Directed by: David Moreau and Xavier Palud
Premise: A remake of a
Hong Kong film. A blind woman (Jessica Alba) receives eye transplants and
finds that the organs have passed on the donor’s ability to see ghosts and
future events.
What Works: The film makes some interesting use of
subjective camera work, at least in the first half of the film, and is able to
use these techniques to suggest that the visions might be delusions. There are a
sufficient number of jump scares in the film and The Eye has a M. Night
Shyamalan-influenced ambiguity about the intentions of the ghosts that plays
fairly well.
What Doesn’t: Although The Eye borrows
some of the style of Shyamalan, it does not follow through in the storytelling. The
Eye lets too much of the story hang, such as the subplot of a ghost who
haunts the protagonist’s apartment building. Where The
Sixth Sense used similar story elements and then allowed them to play
out and give the main character opportunities for growth, The Eye abandons the possibilities and the opportunities for character growth and leaves
these strands hanging.
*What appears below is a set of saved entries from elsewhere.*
use std::collections::BTreeSet;
use std::fmt;
use std::str::FromStr;

use crate::{BatchId, ControlFrame, JobId};

const GLOBAL_CHANNEL: &str = "updates";
const BATCH_PREFIX: &str = "batch:";
const JOB_PREFIX: &str = "job:";

/// Named subscription scope within the multiplexed event stream.
#[derive(Debug, Clone, PartialEq, Eq, PartialOrd, Ord, Hash)]
pub enum Channel {
    /// Every update the server publishes.
    Updates,
    Batch(BatchId),
    Job(JobId),
}

impl fmt::Display for Channel {
    fn fmt(&self, f: &mut fmt::Formatter<'_>) -> fmt::Result {
        match self {
            Channel::Updates => f.write_str(GLOBAL_CHANNEL),
            Channel::Batch(id) => write!(f, "{BATCH_PREFIX}{id}"),
            Channel::Job(id) => write!(f, "{JOB_PREFIX}{id}"),
        }
    }
}

#[derive(Debug, Clone, PartialEq, Eq, thiserror::Error)]
#[error("unrecognised channel name {0:?}")]
pub struct ChannelParseError(pub String);

impl FromStr for Channel {
    type Err = ChannelParseError;

    fn from_str(raw: &str) -> Result<Self, Self::Err> {
        let raw = raw.trim();
        if raw == GLOBAL_CHANNEL {
            return Ok(Channel::Updates);
        }
        let parsed = if let Some(id) = raw.strip_prefix(BATCH_PREFIX) {
            (!id.is_empty()).then(|| Channel::Batch(id.to_string()))
        } else if let Some(id) = raw.strip_prefix(JOB_PREFIX) {
            (!id.is_empty()).then(|| Channel::Job(id.to_string()))
        } else {
            None
        };
        parsed.ok_or_else(|| ChannelParseError(raw.to_string()))
    }
}

/// Desired channel set for one connection.
///
/// While the link is live, changes produce the incremental control frame to
/// send. While it is down they only edit the set; the next handshake carries
/// the whole set, so nothing has to be replayed.
#[derive(Debug, Clone, Default, PartialEq, Eq)]
pub struct SubscriptionRegistry {
    desired: BTreeSet<Channel>,
}

impl SubscriptionRegistry {
    pub fn new(channels: impl IntoIterator<Item = Channel>) -> Self {
        Self {
            desired: channels.into_iter().collect(),
        }
    }

    pub fn subscribe(&mut self, channel: Channel, live: bool) -> Option<ControlFrame> {
        let name = channel.to_string();
        let added = self.desired.insert(channel);
        (added && live).then_some(ControlFrame::Subscribe { channel: name })
    }

    pub fn unsubscribe(&mut self, channel: &Channel, live: bool) -> Option<ControlFrame> {
        let removed = self.desired.remove(channel);
        (removed && live).then(|| ControlFrame::Unsubscribe {
            channel: channel.to_string(),
        })
    }

    pub fn contains(&self, channel: &Channel) -> bool {
        self.desired.contains(channel)
    }

    pub fn channels(&self) -> Vec<Channel> {
        self.desired.iter().cloned().collect()
    }

    pub fn is_empty(&self) -> bool {
        self.desired.is_empty()
    }

    /// Comma-separated list for the handshake query.
    pub fn handshake_param(&self) -> String {
        join_channels(self.desired.iter())
    }
}

pub fn join_channels<'a>(channels: impl IntoIterator<Item = &'a Channel>) -> String {
    channels
        .into_iter()
        .map(ToString::to_string)
        .collect::<Vec<_>>()
        .join(",")
}
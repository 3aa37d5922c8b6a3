use serde::{Deserialize, Serialize};
use serde_json::json;

use crate::{BatchId, BatchStatus, JobId, JobStatus};

/// Per-job progress event.
#[derive(Debug, Clone, PartialEq, Eq, Serialize, Deserialize)]
pub struct JobUpdate {
    pub job_id: JobId,
    pub batch_id: BatchId,
    #[serde(default)]
    pub episode_id: String,
    pub status: JobStatus,
    #[serde(default)]
    pub progress: u8,
    #[serde(default)]
    pub current_step: Option<String>,
    #[serde(default, skip_serializing_if = "Option::is_none")]
    pub error_message: Option<String>,
    #[serde(default)]
    pub timestamp: Option<String>,
}

/// Batch-level summary event. Carries aggregates, never job detail.
#[derive(Debug, Clone, PartialEq, Serialize, Deserialize)]
pub struct BatchUpdate {
    pub batch_id: BatchId,
    pub status: BatchStatus,
    #[serde(default)]
    pub completed_episodes: u32,
    #[serde(default)]
    pub failed_episodes: u32,
    #[serde(default)]
    pub total_episodes: u32,
    /// 0..=100
    #[serde(default)]
    pub progress_percent: f64,
    #[serde(default)]
    pub timestamp: Option<String>,
}

/// Every frame the server may push, keyed by its `type` field.
#[derive(Debug, Clone, PartialEq, Serialize, Deserialize)]
#[serde(tag = "type", rename_all = "snake_case")]
pub enum InboundFrame {
    JobUpdate(JobUpdate),
    BatchUpdate(BatchUpdate),
    Pong,
    Subscribed { channel: String },
    Unsubscribed { channel: String },
    Error { message: String },
}

impl InboundFrame {
    pub fn decode(raw: &str) -> Result<Self, serde_json::Error> {
        serde_json::from_str(raw)
    }
}

/// Frames the client sends on the open stream.
#[derive(Debug, Clone, PartialEq, Eq, Serialize, Deserialize)]
#[serde(tag = "action", rename_all = "lowercase")]
pub enum ControlFrame {
    Subscribe { channel: String },
    Unsubscribe { channel: String },
    Ping,
}

impl ControlFrame {
    pub fn encode(&self) -> String {
        let value = match self {
            ControlFrame::Subscribe { channel } => {
                json!({ "action": "subscribe", "channel": channel })
            }
            ControlFrame::Unsubscribe { channel } => {
                json!({ "action": "unsubscribe", "channel": channel })
            }
            ControlFrame::Ping => json!({ "action": "ping" }),
        };
        value.to_string()
    }
}

#[derive(Deserialize)]
struct FrameType {
    #[serde(rename = "type")]
    kind: Option<String>,
}

/// Cheap check used by the transport to swallow keepalive acknowledgements.
pub fn is_liveness_ack(raw: &str) -> bool {
    serde_json::from_str::<FrameType>(raw)
        .map(|frame| frame.kind.as_deref() == Some("pong"))
        .unwrap_or(false)
}
use tracker_core::{ControlAction, Msg};

/// One line typed at the prompt.
#[derive(Debug, Clone, PartialEq)]
pub enum Command {
    Send(Msg),
    Help,
    Quit,
}

#[derive(Debug, Clone, PartialEq, Eq, thiserror::Error)]
pub enum InputError {
    #[error("unknown command `{0}` (try `help`)")]
    Unknown(String),
    #[error("`{command}` needs a {argument}")]
    MissingArgument {
        command: &'static str,
        argument: &'static str,
    },
}

pub const HELP: &str = "\
commands:
  start | pause | resume | cancel | retry   control the batch
  refresh                                   reload the snapshot
  reconnect                                 retry the stream after it gave up
  watch <job> | unwatch <job>               follow a job on its own channel
  open <batch> | close                      switch or drop the tracked batch
  help | quit";

/// Blank lines yield `None`.
pub fn parse_command(line: &str) -> Result<Option<Command>, InputError> {
    let mut words = line.split_whitespace();
    let Some(head) = words.next() else {
        return Ok(None);
    };
    let arg = words.next().map(str::to_string);
    let require = |command: &'static str, argument: &'static str| {
        arg.clone()
            .ok_or(InputError::MissingArgument { command, argument })
    };

    let command = match head.to_ascii_lowercase().as_str() {
        "start" => Command::Send(Msg::ControlRequested(ControlAction::Start)),
        "pause" => Command::Send(Msg::ControlRequested(ControlAction::Pause)),
        "resume" => Command::Send(Msg::ControlRequested(ControlAction::Resume)),
        "cancel" => Command::Send(Msg::ControlRequested(ControlAction::Cancel)),
        "retry" => Command::Send(Msg::ControlRequested(ControlAction::Retry)),
        "refresh" | "r" => Command::Send(Msg::RefreshRequested),
        "reconnect" => Command::Send(Msg::ReconnectRequested),
        "watch" => Command::Send(Msg::WatchJob(require("watch", "job id")?)),
        "unwatch" => Command::Send(Msg::UnwatchJob(require("unwatch", "job id")?)),
        "open" => Command::Send(Msg::OpenBatch {
            batch_id: require("open", "batch id")?,
        }),
        "close" => Command::Send(Msg::CloseBatch),
        "help" | "?" => Command::Help,
        "quit" | "exit" | "q" => Command::Quit,
        _ => return Err(InputError::Unknown(head.to_string())),
    };
    Ok(Some(command))
}
use crate::{BatchId, BatchSnapshot, ControlAction, JobId};

#[derive(Debug, Clone, PartialEq)]
pub enum Msg {
    /// A batch detail view was opened.
    OpenBatch { batch_id: BatchId },
    /// The batch detail view went away; its state is discarded.
    CloseBatch,
    /// Snapshot API returned the batch with its jobs.
    SnapshotLoaded(BatchSnapshot),
    /// Snapshot API call failed; the current view is kept.
    SnapshotFailed { batch_id: BatchId, message: String },
    /// Raw payload received on the event stream.
    FrameReceived(String),
    /// Debounced connection status changed.
    ConnectionStatusChanged(bool),
    /// The raw link came back after a drop, possibly too fast to be presented.
    StreamReconnected,
    /// Reconnect counter moved, or the connection gave up.
    ReconnectStateChanged { attempts: u32, exhausted: bool },
    /// User asked to reconnect after the connection gave up.
    ReconnectRequested,
    /// User asked for a fresh snapshot.
    RefreshRequested,
    /// User asked for a control action on the open batch.
    ControlRequested(ControlAction),
    /// Control endpoint answered.
    ControlFinished {
        batch_id: BatchId,
        action: ControlAction,
        result: Result<(), String>,
    },
    /// Follow one job on its dedicated channel.
    WatchJob(JobId),
    UnwatchJob(JobId),
    /// Render tick.
    Tick,
    NoOp,
}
The story also stretches its credibility, even for the
kind of film that it is, such as when the doctor (Alessandro Nivola) breaks all
sorts of laws and ethical barriers by giving Alba’s character the name of her
donor. In the end, the story reveals that the donor died of suicide in a poor
Mexican town. How exactly her eyeballs were harvested and preserved for donation
are left completely unexplained. Although The Eye does manage to avoid
the wet, longhaired Asian girl as seen in The
Ring, The Grudge,
and Dark Water it
still uses many of the tricks and trademarks of American remakes of Asian ghost
stories from the last decade, although it is far less scary because it cannot
maintain any atmosphere of dread.
Bottom Line: The Eye is a disappointment, a ghost story that is not very spooky and a horror film that does not allow for any penetration into or reconciliation with our fears.